Abstract

Different wild allopolyploid species of Triticeae show extensive bivalent formation at zygotene while a considerable number of multivalents is present in cultivated polyploid wheats. To study the chromosome behaviour at early meiotic stages in wild forms of tetraploid wheats Triticum turgidum and T timopheevii (2n = 4x = 28) we have analysed the synaptic pattern in fully traced spread nuclei at mid- and late zygotene and at pachytene of wild accessions of these species. The mean number of synaptonemal complex (SC) bivalents at mid-zygotene ranged from 12.22 to 13.14 among the accessions studied indicating a strong restriction of synapsis initiation to homologous chromosomes.

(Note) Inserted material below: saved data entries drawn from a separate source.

// Copyright 2021 Vladimir Melnikov.
//
// Licensed under the Apache License, Version 2.0 <LICENSE-APACHE or
// https://www.apache.org/licenses/LICENSE-2.0> or the MIT license
// <LICENSE-MIT or https://opensource.org/licenses/MIT>, at your
// option. This file may not be copied, modified, or distributed
// except according to those terms.

//! Monitor configuration file.
//!
//! ```yaml
//! bgp:
//!   local:
//!     routerId: "192.0.2.1"
//!     asn: 65001
//!   remote:
//!     peerIP: "192.0.2.2"
//!     asn: 65002
//! ```
//!
//! Values are passed to the engine as is, the engine rejects bad ones.

use crate::error::BgpError;
use crate::BgpDecodeParams;
use serde::{Deserialize, Serialize};
use std::path::Path;

#[derive(Debug, Clone, PartialEq, Eq, Serialize, Deserialize)]
pub struct Config {
    pub bgp: BgpConfig,
    /// how the engine encodes payloads
    #[serde(default)]
    pub decode: BgpDecodeParams,
}

#[derive(Debug, Clone, PartialEq, Eq, Serialize, Deserialize)]
pub struct BgpConfig {
    pub local: LocalConfig,
    pub remote: RemoteConfig,
}

/// Local speaker identity.
#[derive(Debug, Clone, PartialEq, Eq, Serialize, Deserialize)]
pub struct LocalConfig {
    #[serde(rename = "routerId")]
    pub router_id: String,
    pub asn: u32,
}

/// The monitored neighbor.
#[derive(Debug, Clone, PartialEq, Eq, Serialize, Deserialize)]
pub struct RemoteConfig {
    #[serde(rename = "peerIP")]
    pub peer_ip: String,
    pub asn: u32,
}

impl Config {
    pub fn load<P: AsRef<Path>>(path: P) -> Result<Config, BgpError> {
        let content = std::fs::read_to_string(path.as_ref()).map_err(|e| {
            BgpError::from_string(format!(
                "Unable to read config {}: {}",
                path.as_ref().display(),
                e
            ))
        })?;
        Config::from_yaml(&content)
    }
    pub fn from_yaml(content: &str) -> Result<Config, BgpError> {
        Ok(serde_yaml::from_str(content)?)
    }
}
// Copyright 2021 Vladimir Melnikov.
//
// Licensed under the Apache License, Version 2.0 <LICENSE-APACHE or
// https://www.apache.org/licenses/LICENSE-2.0> or the MIT license
// <LICENSE-MIT or https://opensource.org/licenses/MIT>, at your
// option. This file may not be copied, modified, or distributed
// except according to those terms.

//! BGP "Aggregator AS" path attribute

use crate::message::attributes::*;

/// BGP "Aggregator AS" path attribute struct
#[derive(Debug, Clone, Hash, PartialEq, Eq, PartialOrd, Ord)]
pub struct BgpAggregatorAS {
    /// Autonomous system number
    pub asn: u32,
    /// Aggregation router ID
    pub addr: std::net::Ipv4Addr,
}
impl BgpAggregatorAS {
    /// AS number width is taken from payload length: 8 octets for 32-bit AS,
    /// 6 octets for 16-bit AS.
    pub fn decode_from(buf: &[u8]) -> Result<BgpAggregatorAS, BgpError> {
        match buf.len() {
            8 => Ok(BgpAggregatorAS {
                asn: getn_u32(buf),
                addr: decode_addrv4_from(&buf[4..8])?,
            }),
            6 => Ok(BgpAggregatorAS {
                asn: getn_u16(buf) as u32,
                addr: decode_addrv4_from(&buf[2..6])?,
            }),
            _ => Err(BgpError::static_str("Invalid AggregatorAS length")),
        }
    }
}
impl std::fmt::Display for BgpAggregatorAS {
    fn fmt(&self, f: &mut std::fmt::Formatter) -> std::fmt::Result {
        write!(f, "AggregatorAS {} {}", self.asn, self.addr)
    }
}
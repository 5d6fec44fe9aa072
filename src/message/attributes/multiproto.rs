// Copyright 2021 Vladimir Melnikov.
//
// Licensed under the Apache License, Version 2.0 <LICENSE-APACHE or
// https://www.apache.org/licenses/LICENSE-2.0> or the MIT license
// <LICENSE-MIT or https://opensource.org/licenses/MIT>, at your
// option. This file may not be copied, modified, or distributed
// except according to those terms.

//! BGP multiprotocol update and withdraw path attributes, which carries routing information with mp-bgp

use crate::afi::{decode_afi_prefixes_from, BgpPrefix};
use crate::message::attributes::*;
use log::debug;
use serde::Serialize;
use std::net::IpAddr;

/// Next hop of MP_REACH_NLRI. Route distinguisher of VPN next hops is skipped,
/// unknown lengths give None.
fn decode_mp_nexthop(buf: &[u8]) -> Option<IpAddr> {
    match buf.len() {
        4 | 16 => decode_addr_from(buf).ok(),
        32 => decode_addr_from(&buf[0..16]).ok(),
        12 | 24 => decode_addr_from(&buf[8..]).ok(),
        _ => None,
    }
}

/// Malformed prefix run leaves the list empty, header fields are kept.
fn decode_mp_prefixes(afi: u16, safi: u8, buf: &[u8]) -> Vec<BgpPrefix> {
    match decode_afi_prefixes_from(afi, safi, buf) {
        Ok(v) => v,
        Err(e) => {
            debug!("malformed MP NLRI run AFI/SAFI {}/{}: {}", afi, safi, e);
            Vec::new()
        }
    }
}

/// BGP multiprotocol updates
#[derive(Debug, Clone, Hash, PartialEq, Eq, Serialize)]
#[serde(rename_all = "camelCase")]
pub struct BgpMPReach {
    pub afi: u16,
    pub safi: u8,
    /// next hop for this updates
    pub next_hop: Option<IpAddr>,
    /// NLRI
    pub nlris: Vec<BgpPrefix>,
}
impl BgpMPReach {
    pub fn decode_from(buf: &[u8]) -> Result<BgpMPReach, BgpError> {
        let head = take_bytes(buf, 0, 4)?;
        let afi = getn_u16(head);
        let safi = head[2];
        let nhlen = head[3] as usize;
        let mut curpos: usize = 4;
        let next_hop = decode_mp_nexthop(take_bytes(buf, curpos, nhlen)?);
        curpos += nhlen;
        // reserved octet, former SNPA count
        take_bytes(buf, curpos, 1)?;
        curpos += 1;
        Ok(BgpMPReach {
            afi,
            safi,
            next_hop,
            nlris: decode_mp_prefixes(afi, safi, &buf[curpos..]),
        })
    }
}
impl std::fmt::Display for BgpMPReach {
    fn fmt(&self, f: &mut std::fmt::Formatter) -> std::fmt::Result {
        write!(
            f,
            "BgpMPReach {}/{} via {:?} {:?}",
            self.afi, self.safi, self.next_hop, self.nlris
        )
    }
}

/// BGP multiprotocol withdraws
#[derive(Debug, Clone, Hash, PartialEq, Eq, Serialize)]
#[serde(rename_all = "camelCase")]
pub struct BgpMPUnreach {
    pub afi: u16,
    pub safi: u8,
    /// NLRI
    pub nlris: Vec<BgpPrefix>,
}
impl BgpMPUnreach {
    pub fn decode_from(buf: &[u8]) -> Result<BgpMPUnreach, BgpError> {
        let head = take_bytes(buf, 0, 3)?;
        let afi = getn_u16(head);
        let safi = head[2];
        Ok(BgpMPUnreach {
            afi,
            safi,
            nlris: decode_mp_prefixes(afi, safi, &buf[3..]),
        })
    }
}
impl std::fmt::Display for BgpMPUnreach {
    fn fmt(&self, f: &mut std::fmt::Formatter) -> std::fmt::Result {
        write!(f, "BgpMPUnreach {}/{} {:?}", self.afi, self.safi, self.nlris)
    }
}
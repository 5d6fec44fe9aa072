// Copyright 2021 Vladimir Melnikov.
//
// Licensed under the Apache License, Version 2.0 <LICENSE-APACHE or
// https://www.apache.org/licenses/LICENSE-2.0> or the MIT license
// <LICENSE-MIT or https://opensource.org/licenses/MIT>, at your
// option. This file may not be copied, modified, or distributed
// except according to those terms.

use clap::Parser;
use log::info;
use std::fs::File;
use std::io::{BufRead, BufReader};
use std::path::PathBuf;
use std::sync::Arc;
use zettamon::config::Config;
use zettamon::emitter::{BgpEmitter, BgpSink, LogSink, QueueSink, WriterSink};
use zettamon::engine::BgpMonitor;
use zettamon::error::BgpError;
use zettamon::replay::ReplayEngine;

/// BGP update stream monitor. Replays recorded path events and renders
/// one normalized update record per path.
#[derive(Parser, Debug)]
#[command(version, about, long_about = None)]
struct Cli {
    /// YAML configuration with local speaker and remote peer
    #[arg(short, long)]
    config: PathBuf,
    /// JSON lines file with path events, "-" reads stdin
    #[arg(short, long, default_value = "-")]
    events: String,
    /// write records to this file instead of the log
    #[arg(short, long)]
    output: Option<PathBuf>,
    /// decouple writes through a queue of this depth
    #[arg(short, long)]
    queue: Option<usize>,
}

fn open_events(path: &str) -> Result<Box<dyn BufRead + Send>, BgpError> {
    if path == "-" {
        return Ok(Box::new(BufReader::new(std::io::stdin())));
    }
    let f = File::open(path)
        .map_err(|e| BgpError::from_string(format!("Unable to open {}: {}", path, e)))?;
    Ok(Box::new(BufReader::new(f)))
}

fn run<S: BgpSink + 'static>(
    cfg: &Config,
    events: Box<dyn BufRead + Send>,
    sink: S,
) -> Result<(), BgpError> {
    let monitor = BgpMonitor::new(ReplayEngine::new(events), cfg.decode);
    monitor.bootstrap(cfg)?;
    let handle = monitor.monitor(Arc::new(BgpEmitter::new(sink)))?;
    if handle.join().is_err() {
        return Err(BgpError::static_str("Monitor thread panicked"));
    }
    monitor.stop();
    info!("monitor stopped");
    Ok(())
}

fn start(cli: &Cli) -> Result<(), BgpError> {
    let cfg = Config::load(&cli.config)?;
    let events = open_events(&cli.events)?;
    match (&cli.output, cli.queue) {
        (Some(path), queue) => {
            let f = File::create(path).map_err(|e| {
                BgpError::from_string(format!("Unable to create {}: {}", path.display(), e))
            })?;
            match queue {
                Some(depth) => run(&cfg, events, QueueSink::new(WriterSink::new(f), depth)?),
                None => run(&cfg, events, WriterSink::new(f)),
            }
        }
        (None, Some(depth)) => run(&cfg, events, QueueSink::new(LogSink, depth)?),
        (None, None) => run(&cfg, events, LogSink),
    }
}

/// Records go through the log at info level, so info is the default filter.
fn logger(env: env_logger::Env<'static>) -> env_logger::Builder {
    env_logger::Builder::from_env(env.default_filter_or("info"))
}

fn main() {
    logger(env_logger::Env::default()).init();
    let cli = Cli::parse();
    if let Err(e) = start(&cli) {
        eprintln!("zettamon: {}", e);
        std::process::exit(1);
    }
}

#[cfg(test)]
mod tests {
    use super::*;

    #[test]
    fn test_default_filter_shows_records() {
        let env = env_logger::Env::new().filter("ZETTAMON_TEST_UNSET_LOG");
        assert_eq!(logger(env).build().filter(), log::LevelFilter::Info);
    }
    #[test]
    fn test_cli_defaults() {
        let cli = Cli::try_parse_from(["zettamon", "--config", "bgp.yaml"]).unwrap();
        assert_eq!(cli.events, "-");
        assert!(cli.output.is_none());
        assert!(cli.queue.is_none());
    }
}
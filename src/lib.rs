// Copyright 2021 Vladimir Melnikov.
//
// Licensed under the Apache License, Version 2.0 <LICENSE-APACHE or
// https://www.apache.org/licenses/LICENSE-2.0> or the MIT license
// <LICENSE-MIT or https://opensource.org/licenses/MIT>, at your
// option. This file may not be copied, modified, or distributed
// except according to those terms.

//! This is a BGP update stream monitor library for Rust.
//!
//! A routing engine (an external BGP speaker) reports every path it learns
//! as a [`message::BgpPathEvent`]: peer, timestamp, withdraw flag, RPKI
//! validation code, a list of type-tagged path attributes and a
//! reachability record. This crate turns each event into a fully typed
//! [`message::update::BgpUpdateRecord`] and renders it into a sink.
//!
//! ## Supported path attributes
//!  * Origin
//!  * AS path
//!  * Next hop
//!  * MED
//!  * Local preference
//!  * Atomic aggregate
//!  * Aggregator AS
//!  * Communities
//!  * Extended communities
//!  * Large communities
//!  * MP reach / MP unreach NLRI
//!
//! Unknown or malformed attributes never fail the event: the matching
//! record field stays absent.
//!
//! # Quick Start
//!
//! ```
//! use zettamon::prelude::*;
//!
//! let event = BgpPathEvent {
//!     from_peer: "192.0.2.2".to_string(),
//!     timestamp: 1700000000,
//!     is_withdraw: false,
//!     validation: 0,
//!     attrs: vec![BgpAttrRaw::new(1, 64, vec![1])],
//!     nlri: Some(BgpReachability::Nlri(vec![24, 198, 51, 100])),
//! };
//! let record = BgpUpdateBuilder::new(BgpDecodeParams::default()).build(&event);
//! assert_eq!(record.origin, Some(BgpAttrOrigin::Egp));
//! assert_eq!(record.rpki_validation_state, Some(BgpValidationState::Valid));
//! assert_eq!(record.nlri[0].to_string(), "198.51.100.0/24");
//! ```
//!

pub mod afi;
pub mod config;
pub mod emitter;
pub mod engine;
pub mod error;
pub mod message;
pub mod prelude;
pub mod replay;
pub mod util;
pub mod validation;

use serde::{Deserialize, Serialize};

/// Address family of the base (non-multiprotocol) NLRI - ipv4 or ipv6.
#[derive(Debug, Clone, Copy, PartialEq, Eq, Serialize, Deserialize)]
#[serde(rename_all = "lowercase")]
pub enum BgpTransportMode {
    IPv4,
    IPv6,
}

/// Decoding parameters shared by every event of one monitor.
///
/// They describe how the engine encodes payloads, so they never change
/// between events.
#[derive(Debug, Clone, Copy, PartialEq, Eq, Serialize, Deserialize)]
#[serde(default)]
pub struct BgpDecodeParams {
    /// Family of prefixes in the base NLRI record.
    pub peer_mode: BgpTransportMode,
    /// AS numbers in AS_PATH are 4 octets wide.
    pub has_as32bit: bool,
}

impl BgpDecodeParams {
    pub fn new(peermode: BgpTransportMode, as32bit: bool) -> BgpDecodeParams {
        BgpDecodeParams {
            peer_mode: peermode,
            has_as32bit: as32bit,
        }
    }
    /// Size in octets of one AS number.
    #[inline]
    pub fn as_size(&self) -> usize {
        if self.has_as32bit {
            4
        } else {
            2
        }
    }
}
impl Default for BgpDecodeParams {
    fn default() -> Self {
        BgpDecodeParams::new(BgpTransportMode::IPv4, true)
    }
}
// Copyright 2021 Vladimir Melnikov.
//
// Licensed under the Apache License, Version 2.0 <LICENSE-APACHE or
// https://www.apache.org/licenses/LICENSE-2.0> or the MIT license
// <LICENSE-MIT or https://opensource.org/licenses/MIT>, at your
// option. This file may not be copied, modified, or distributed
// except according to those terms.

//! BGP "local preference" path attribute

use crate::message::attributes::*;

/// BGP local preference path attribute
#[derive(Debug, Clone, Copy, Hash, PartialEq, Eq, PartialOrd, Ord)]
pub struct BgpLocalpref {
    pub value: u32,
}
impl BgpLocalpref {
    pub fn new(v: u32) -> BgpLocalpref {
        BgpLocalpref { value: v }
    }
    pub fn decode_from(buf: &[u8]) -> Result<BgpLocalpref, BgpError> {
        if buf.len() == 4 {
            Ok(BgpLocalpref::new(getn_u32(buf)))
        } else {
            Err(BgpError::static_str("Invalid localpref length"))
        }
    }
}

#[cfg(test)]
mod tests {
    use super::*;

    #[test]
    fn test_localpref_decode() {
        assert_eq!(BgpLocalpref::decode_from(&[0, 0, 0, 100]).unwrap().value, 100);
        assert_eq!(BgpLocalpref::decode_from(&[0, 0, 0, 0]).unwrap().value, 0);
        assert!(BgpLocalpref::decode_from(&[0, 100]).is_err());
        assert!(BgpLocalpref::decode_from(&[]).is_err());
    }
}
//! Closeness tolerances
//!
//! Comparison rule: `|a - b| <= atol + rtol * |b|`, where `b` is the reference.

use crate::ValidationError;
use serde::{Deserialize, Serialize};

/// Default relative tolerance (20% variance)
pub const RELATIVE_TOLERANCE_DEFAULT: f64 = 0.2;

/// Default absolute tolerance
pub const ABSOLUTE_TOLERANCE_DEFAULT: f64 = 1e-8;

/// Per-call tolerance for pattern acceptance
#[derive(Debug, Clone, Copy, PartialEq, Serialize, Deserialize)]
#[serde(default)]
pub struct ToleranceConfig {
    pub relative_tolerance: f64,
    pub absolute_tolerance: f64,
}

impl Default for ToleranceConfig {
    fn default() -> Self {
        Self {
            relative_tolerance: RELATIVE_TOLERANCE_DEFAULT,
            absolute_tolerance: ABSOLUTE_TOLERANCE_DEFAULT,
        }
    }
}

impl ToleranceConfig {
    /// Reconstruction check for recursive sequences
    pub const RECURSIVE: ToleranceConfig = ToleranceConfig::new(1e-5, 1e-10);

    /// Per-parity step check for alternating patterns
    pub const ALTERNATING: ToleranceConfig = ToleranceConfig::new(0.1, 1e-6);

    /// Tiling check for periodic patterns
    pub const PERIODIC: ToleranceConfig = ToleranceConfig::new(0.05, 1e-6);

    /// Classification of fitted polynomial coefficients
    pub const COEFFICIENT: ToleranceConfig = ToleranceConfig::new(1e-5, 1e-6);

    pub const fn new(relative_tolerance: f64, absolute_tolerance: f64) -> Self {
        Self { relative_tolerance, absolute_tolerance }
    }

    pub fn with_relative(mut self, relative_tolerance: f64) -> Self {
        self.relative_tolerance = relative_tolerance;
        self
    }

    pub fn with_absolute(mut self, absolute_tolerance: f64) -> Self {
        self.absolute_tolerance = absolute_tolerance;
        self
    }

    /// Reject negative or non-finite tolerances
    pub fn validate(&self) -> Result<(), ValidationError> {
        for (name, value) in [
            ("relative_tolerance", self.relative_tolerance),
            ("absolute_tolerance", self.absolute_tolerance),
        ] {
            if !value.is_finite() || value < 0.0 {
                return Err(ValidationError::InvalidTolerance { name, value });
            }
        }
        Ok(())
    }

    pub fn is_close(&self, value: f64, reference: f64) -> bool {
        (value - reference).abs()
            <= self.absolute_tolerance + self.relative_tolerance * reference.abs()
    }

    /// Every value close to a single reference
    pub fn all_close_to(&self, values: &[f64], reference: f64) -> bool {
        values.iter().all(|&v| self.is_close(v, reference))
    }

    /// Element-wise closeness of two equally long slices
    pub fn all_close(&self, values: &[f64], references: &[f64]) -> bool {
        values.len() == references.len()
            && values
                .iter()
                .zip(references)
                .all(|(&v, &r)| self.is_close(v, r))
    }
}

The mean of bivalents increased at pachytene because of the transformation of multivalents into bivalents. Ring bivalents observed at metaphase I support that SC bivalents were formed by homologous chromosomes. The average values of SC bivalents at mid-zygotene in the wild forms are much higher than the average values observed in the cultivated tetraploid wheats but similar to that of a mutant line of T turgidum with a duplication that includes Ph1, the major homoeologous pairing suppressor locus. These results suggest that the efficiency of the mechanism operating in the homologous recognition for synapsis is higher in wild wheat populations than in cultivated varieties. Apparently, a relatively detrimental modification of the pairing regulating genetic system accompanied the domestication of the wild wheat forms.